### What you need to do
Please give the number of lines in the records below that include "bool", with no other output.

### Dataset entries
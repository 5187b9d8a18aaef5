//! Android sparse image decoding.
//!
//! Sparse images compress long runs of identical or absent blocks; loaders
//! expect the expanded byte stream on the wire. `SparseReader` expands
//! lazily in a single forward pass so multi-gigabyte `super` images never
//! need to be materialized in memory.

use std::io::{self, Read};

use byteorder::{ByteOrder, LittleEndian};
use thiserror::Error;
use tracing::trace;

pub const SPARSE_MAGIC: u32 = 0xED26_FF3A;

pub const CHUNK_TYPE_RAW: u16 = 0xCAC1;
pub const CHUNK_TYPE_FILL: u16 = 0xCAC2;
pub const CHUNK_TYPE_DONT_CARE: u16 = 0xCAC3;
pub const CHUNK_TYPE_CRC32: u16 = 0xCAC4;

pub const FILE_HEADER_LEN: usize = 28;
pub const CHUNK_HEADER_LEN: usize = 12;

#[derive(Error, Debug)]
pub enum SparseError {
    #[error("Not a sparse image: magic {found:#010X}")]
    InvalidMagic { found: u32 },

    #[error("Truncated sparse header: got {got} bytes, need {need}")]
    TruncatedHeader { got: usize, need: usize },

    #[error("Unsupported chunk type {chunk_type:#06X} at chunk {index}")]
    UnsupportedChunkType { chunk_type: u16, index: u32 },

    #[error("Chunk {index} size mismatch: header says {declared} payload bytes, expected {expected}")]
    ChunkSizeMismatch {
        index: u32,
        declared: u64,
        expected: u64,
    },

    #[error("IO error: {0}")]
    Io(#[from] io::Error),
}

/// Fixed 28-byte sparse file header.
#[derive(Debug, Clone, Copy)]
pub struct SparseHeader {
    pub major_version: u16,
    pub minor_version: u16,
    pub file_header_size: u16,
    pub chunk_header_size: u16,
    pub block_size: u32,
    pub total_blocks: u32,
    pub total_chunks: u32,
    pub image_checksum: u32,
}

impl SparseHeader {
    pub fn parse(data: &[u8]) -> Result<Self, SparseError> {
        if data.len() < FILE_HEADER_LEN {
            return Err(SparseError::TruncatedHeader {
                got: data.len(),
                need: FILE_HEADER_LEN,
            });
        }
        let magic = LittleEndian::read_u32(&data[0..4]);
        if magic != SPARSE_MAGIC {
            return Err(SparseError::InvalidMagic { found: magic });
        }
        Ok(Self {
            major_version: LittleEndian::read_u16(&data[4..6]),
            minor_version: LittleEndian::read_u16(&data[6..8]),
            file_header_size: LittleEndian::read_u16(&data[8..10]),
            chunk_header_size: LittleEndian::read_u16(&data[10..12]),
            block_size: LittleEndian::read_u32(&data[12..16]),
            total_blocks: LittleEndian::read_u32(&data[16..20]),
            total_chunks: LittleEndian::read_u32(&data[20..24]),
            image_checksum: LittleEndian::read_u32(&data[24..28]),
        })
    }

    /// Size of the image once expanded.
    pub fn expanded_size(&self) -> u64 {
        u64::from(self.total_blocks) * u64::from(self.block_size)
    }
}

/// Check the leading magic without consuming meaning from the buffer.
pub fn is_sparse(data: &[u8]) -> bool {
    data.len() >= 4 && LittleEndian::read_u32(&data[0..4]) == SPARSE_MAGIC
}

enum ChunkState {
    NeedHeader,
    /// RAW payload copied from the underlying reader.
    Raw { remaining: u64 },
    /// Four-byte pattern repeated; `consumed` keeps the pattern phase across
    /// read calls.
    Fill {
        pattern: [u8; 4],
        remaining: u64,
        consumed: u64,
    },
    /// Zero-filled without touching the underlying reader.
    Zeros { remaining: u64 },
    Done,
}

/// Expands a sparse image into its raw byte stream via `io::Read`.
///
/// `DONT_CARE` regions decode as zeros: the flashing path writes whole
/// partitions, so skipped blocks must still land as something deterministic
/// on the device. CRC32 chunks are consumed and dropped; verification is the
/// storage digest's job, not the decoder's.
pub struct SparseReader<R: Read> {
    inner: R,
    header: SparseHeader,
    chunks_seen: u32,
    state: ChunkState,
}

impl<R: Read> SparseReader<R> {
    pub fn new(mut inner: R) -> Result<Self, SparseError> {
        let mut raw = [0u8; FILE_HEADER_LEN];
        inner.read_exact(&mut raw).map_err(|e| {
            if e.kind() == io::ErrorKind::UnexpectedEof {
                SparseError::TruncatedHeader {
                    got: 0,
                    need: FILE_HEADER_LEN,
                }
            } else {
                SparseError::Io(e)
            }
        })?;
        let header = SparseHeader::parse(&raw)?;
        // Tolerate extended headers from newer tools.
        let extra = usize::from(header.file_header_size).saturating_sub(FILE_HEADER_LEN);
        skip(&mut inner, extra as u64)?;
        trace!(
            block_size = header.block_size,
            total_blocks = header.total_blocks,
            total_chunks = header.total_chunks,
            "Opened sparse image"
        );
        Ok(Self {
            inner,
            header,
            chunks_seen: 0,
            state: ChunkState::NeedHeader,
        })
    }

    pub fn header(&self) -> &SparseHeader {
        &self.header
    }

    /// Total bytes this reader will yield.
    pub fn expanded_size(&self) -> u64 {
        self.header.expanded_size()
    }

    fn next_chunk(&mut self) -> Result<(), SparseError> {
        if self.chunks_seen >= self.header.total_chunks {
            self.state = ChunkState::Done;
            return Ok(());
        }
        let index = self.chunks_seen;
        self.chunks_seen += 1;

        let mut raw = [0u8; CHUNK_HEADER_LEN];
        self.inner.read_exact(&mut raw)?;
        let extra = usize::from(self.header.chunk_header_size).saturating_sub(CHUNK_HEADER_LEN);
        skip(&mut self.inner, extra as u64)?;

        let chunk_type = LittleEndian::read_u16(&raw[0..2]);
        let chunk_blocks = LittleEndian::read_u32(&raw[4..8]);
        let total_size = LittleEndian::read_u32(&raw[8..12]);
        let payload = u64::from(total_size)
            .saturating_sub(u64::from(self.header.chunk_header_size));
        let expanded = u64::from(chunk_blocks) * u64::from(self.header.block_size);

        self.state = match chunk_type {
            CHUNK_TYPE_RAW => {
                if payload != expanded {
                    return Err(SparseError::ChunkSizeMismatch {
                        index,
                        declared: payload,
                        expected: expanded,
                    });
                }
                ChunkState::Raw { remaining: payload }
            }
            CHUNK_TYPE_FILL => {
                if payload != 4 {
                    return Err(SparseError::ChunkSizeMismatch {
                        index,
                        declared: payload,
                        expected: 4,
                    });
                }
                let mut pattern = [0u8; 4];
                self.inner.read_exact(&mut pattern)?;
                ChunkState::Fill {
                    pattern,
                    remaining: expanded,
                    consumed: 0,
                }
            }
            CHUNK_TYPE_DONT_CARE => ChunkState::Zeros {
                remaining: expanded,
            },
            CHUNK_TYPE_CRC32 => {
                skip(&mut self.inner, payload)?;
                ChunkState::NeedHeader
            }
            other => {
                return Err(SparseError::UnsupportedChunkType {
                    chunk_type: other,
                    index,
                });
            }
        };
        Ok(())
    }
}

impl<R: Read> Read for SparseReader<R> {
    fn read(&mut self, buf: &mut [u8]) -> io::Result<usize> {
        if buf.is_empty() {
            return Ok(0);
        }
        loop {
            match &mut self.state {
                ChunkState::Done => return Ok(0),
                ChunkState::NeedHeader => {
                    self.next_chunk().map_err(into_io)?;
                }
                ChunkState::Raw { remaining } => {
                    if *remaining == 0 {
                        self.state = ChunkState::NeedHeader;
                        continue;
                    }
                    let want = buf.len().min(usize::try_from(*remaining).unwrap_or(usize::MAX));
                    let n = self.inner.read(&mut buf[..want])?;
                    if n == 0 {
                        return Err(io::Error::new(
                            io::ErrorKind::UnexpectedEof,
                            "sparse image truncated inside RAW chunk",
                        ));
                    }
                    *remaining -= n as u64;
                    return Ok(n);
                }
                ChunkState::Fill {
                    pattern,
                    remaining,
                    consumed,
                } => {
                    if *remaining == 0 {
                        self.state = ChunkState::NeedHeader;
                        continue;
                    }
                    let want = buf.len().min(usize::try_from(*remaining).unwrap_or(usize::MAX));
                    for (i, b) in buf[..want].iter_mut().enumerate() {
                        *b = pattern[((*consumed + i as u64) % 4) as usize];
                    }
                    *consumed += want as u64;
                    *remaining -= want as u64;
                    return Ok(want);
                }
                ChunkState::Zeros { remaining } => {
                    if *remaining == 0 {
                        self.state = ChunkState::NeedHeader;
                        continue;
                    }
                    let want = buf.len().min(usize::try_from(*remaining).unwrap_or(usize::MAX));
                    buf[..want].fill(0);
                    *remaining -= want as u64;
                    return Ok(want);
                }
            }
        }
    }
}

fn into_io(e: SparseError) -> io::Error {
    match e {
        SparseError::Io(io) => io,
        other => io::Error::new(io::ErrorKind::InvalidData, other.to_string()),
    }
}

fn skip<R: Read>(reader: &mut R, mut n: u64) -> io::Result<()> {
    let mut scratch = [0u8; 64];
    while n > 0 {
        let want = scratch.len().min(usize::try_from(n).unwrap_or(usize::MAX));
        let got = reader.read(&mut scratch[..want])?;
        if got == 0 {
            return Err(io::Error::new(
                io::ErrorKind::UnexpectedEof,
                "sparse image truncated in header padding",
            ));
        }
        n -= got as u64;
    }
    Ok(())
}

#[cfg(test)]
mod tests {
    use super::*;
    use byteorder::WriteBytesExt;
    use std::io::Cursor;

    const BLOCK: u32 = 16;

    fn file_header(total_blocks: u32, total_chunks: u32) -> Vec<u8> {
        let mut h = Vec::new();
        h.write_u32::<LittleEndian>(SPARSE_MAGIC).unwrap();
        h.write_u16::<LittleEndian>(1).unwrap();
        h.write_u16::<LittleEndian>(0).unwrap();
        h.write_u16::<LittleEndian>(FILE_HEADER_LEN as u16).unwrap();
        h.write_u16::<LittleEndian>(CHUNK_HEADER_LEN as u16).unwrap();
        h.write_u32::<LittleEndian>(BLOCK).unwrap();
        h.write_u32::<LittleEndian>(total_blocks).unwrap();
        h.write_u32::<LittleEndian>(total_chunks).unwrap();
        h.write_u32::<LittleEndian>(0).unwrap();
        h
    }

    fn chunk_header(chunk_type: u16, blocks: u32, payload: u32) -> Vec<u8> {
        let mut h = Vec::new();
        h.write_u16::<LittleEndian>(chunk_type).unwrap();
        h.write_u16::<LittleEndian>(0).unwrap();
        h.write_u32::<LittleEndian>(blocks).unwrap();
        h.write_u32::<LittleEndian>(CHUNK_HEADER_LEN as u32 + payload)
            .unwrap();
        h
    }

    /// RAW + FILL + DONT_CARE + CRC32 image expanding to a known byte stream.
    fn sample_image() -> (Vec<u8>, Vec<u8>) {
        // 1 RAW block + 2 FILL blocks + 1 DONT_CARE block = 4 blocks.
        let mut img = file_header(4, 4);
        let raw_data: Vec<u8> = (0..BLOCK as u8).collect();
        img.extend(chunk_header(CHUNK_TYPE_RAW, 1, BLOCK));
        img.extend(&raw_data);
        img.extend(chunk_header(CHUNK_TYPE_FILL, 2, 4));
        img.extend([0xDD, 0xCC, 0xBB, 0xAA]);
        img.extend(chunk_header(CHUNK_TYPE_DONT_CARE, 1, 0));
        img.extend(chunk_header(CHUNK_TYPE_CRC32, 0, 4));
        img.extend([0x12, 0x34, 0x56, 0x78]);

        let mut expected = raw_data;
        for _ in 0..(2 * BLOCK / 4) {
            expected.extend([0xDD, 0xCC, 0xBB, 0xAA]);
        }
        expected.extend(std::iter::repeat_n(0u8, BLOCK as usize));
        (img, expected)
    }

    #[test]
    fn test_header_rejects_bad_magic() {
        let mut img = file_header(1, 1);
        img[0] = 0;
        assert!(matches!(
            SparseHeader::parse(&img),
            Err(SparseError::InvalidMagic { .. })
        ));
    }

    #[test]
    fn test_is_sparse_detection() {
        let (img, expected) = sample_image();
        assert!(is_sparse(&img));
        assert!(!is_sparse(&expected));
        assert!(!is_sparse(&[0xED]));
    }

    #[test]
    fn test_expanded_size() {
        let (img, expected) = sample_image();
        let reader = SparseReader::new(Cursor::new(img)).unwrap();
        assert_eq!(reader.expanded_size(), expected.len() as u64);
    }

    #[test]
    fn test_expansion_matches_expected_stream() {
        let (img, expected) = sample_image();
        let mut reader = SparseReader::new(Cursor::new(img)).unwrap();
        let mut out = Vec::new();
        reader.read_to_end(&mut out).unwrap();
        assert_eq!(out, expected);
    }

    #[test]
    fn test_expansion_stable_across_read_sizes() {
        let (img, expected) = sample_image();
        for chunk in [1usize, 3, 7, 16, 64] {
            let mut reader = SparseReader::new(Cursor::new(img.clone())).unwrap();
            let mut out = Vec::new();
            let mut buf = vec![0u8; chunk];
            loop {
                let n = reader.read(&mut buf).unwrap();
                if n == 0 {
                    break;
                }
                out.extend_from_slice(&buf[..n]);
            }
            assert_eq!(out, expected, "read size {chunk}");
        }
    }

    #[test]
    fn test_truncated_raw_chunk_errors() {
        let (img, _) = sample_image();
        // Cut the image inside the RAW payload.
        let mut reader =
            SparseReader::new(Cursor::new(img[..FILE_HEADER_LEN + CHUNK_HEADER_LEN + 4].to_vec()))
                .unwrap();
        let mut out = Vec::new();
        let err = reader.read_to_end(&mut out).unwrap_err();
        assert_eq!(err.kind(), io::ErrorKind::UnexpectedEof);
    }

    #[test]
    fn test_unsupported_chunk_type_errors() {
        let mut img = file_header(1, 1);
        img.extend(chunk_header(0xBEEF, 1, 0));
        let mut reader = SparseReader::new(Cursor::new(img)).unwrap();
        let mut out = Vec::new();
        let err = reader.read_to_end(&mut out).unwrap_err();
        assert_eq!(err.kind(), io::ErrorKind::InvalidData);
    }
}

...

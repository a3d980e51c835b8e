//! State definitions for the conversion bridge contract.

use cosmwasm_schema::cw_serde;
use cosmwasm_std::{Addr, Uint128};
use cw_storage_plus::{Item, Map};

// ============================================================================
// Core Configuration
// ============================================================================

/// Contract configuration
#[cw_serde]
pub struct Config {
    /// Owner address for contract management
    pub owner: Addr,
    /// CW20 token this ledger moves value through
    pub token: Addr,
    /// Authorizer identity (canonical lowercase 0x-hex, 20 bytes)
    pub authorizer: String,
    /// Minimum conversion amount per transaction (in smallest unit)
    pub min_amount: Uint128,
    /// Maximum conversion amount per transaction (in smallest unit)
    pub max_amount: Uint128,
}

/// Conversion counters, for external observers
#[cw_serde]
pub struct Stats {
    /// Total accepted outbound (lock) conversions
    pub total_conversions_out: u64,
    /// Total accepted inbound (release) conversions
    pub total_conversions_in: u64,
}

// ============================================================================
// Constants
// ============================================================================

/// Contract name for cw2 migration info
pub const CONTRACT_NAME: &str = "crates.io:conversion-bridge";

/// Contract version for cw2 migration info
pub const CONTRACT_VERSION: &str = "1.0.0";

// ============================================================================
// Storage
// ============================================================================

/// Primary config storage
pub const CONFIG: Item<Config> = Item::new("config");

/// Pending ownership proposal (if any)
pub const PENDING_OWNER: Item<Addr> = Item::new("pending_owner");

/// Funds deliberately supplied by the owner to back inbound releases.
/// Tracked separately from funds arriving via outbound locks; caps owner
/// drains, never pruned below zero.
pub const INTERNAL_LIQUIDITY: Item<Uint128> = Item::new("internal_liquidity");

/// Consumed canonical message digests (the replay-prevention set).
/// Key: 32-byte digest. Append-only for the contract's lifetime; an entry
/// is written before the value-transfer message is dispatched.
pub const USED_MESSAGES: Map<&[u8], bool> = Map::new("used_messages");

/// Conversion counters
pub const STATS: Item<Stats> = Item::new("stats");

--

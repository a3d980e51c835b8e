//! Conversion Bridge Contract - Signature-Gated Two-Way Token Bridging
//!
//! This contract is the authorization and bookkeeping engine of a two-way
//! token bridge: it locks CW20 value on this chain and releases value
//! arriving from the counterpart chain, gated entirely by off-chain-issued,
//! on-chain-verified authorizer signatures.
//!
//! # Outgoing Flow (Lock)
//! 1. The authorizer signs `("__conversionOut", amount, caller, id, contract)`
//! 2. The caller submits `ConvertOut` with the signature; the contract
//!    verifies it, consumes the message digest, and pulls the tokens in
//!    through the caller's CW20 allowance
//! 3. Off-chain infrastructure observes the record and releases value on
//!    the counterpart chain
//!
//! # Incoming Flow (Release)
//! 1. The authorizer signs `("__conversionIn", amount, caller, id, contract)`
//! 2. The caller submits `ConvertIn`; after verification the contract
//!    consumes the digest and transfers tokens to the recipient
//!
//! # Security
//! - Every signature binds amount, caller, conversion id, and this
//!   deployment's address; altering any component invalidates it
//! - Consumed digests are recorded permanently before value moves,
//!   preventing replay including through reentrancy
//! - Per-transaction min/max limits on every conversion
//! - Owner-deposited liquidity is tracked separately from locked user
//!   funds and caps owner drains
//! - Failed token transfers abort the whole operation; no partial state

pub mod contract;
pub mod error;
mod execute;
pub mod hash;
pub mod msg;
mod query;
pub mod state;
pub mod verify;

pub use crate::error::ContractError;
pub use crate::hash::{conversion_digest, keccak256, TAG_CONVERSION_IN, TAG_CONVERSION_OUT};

### Answer box
2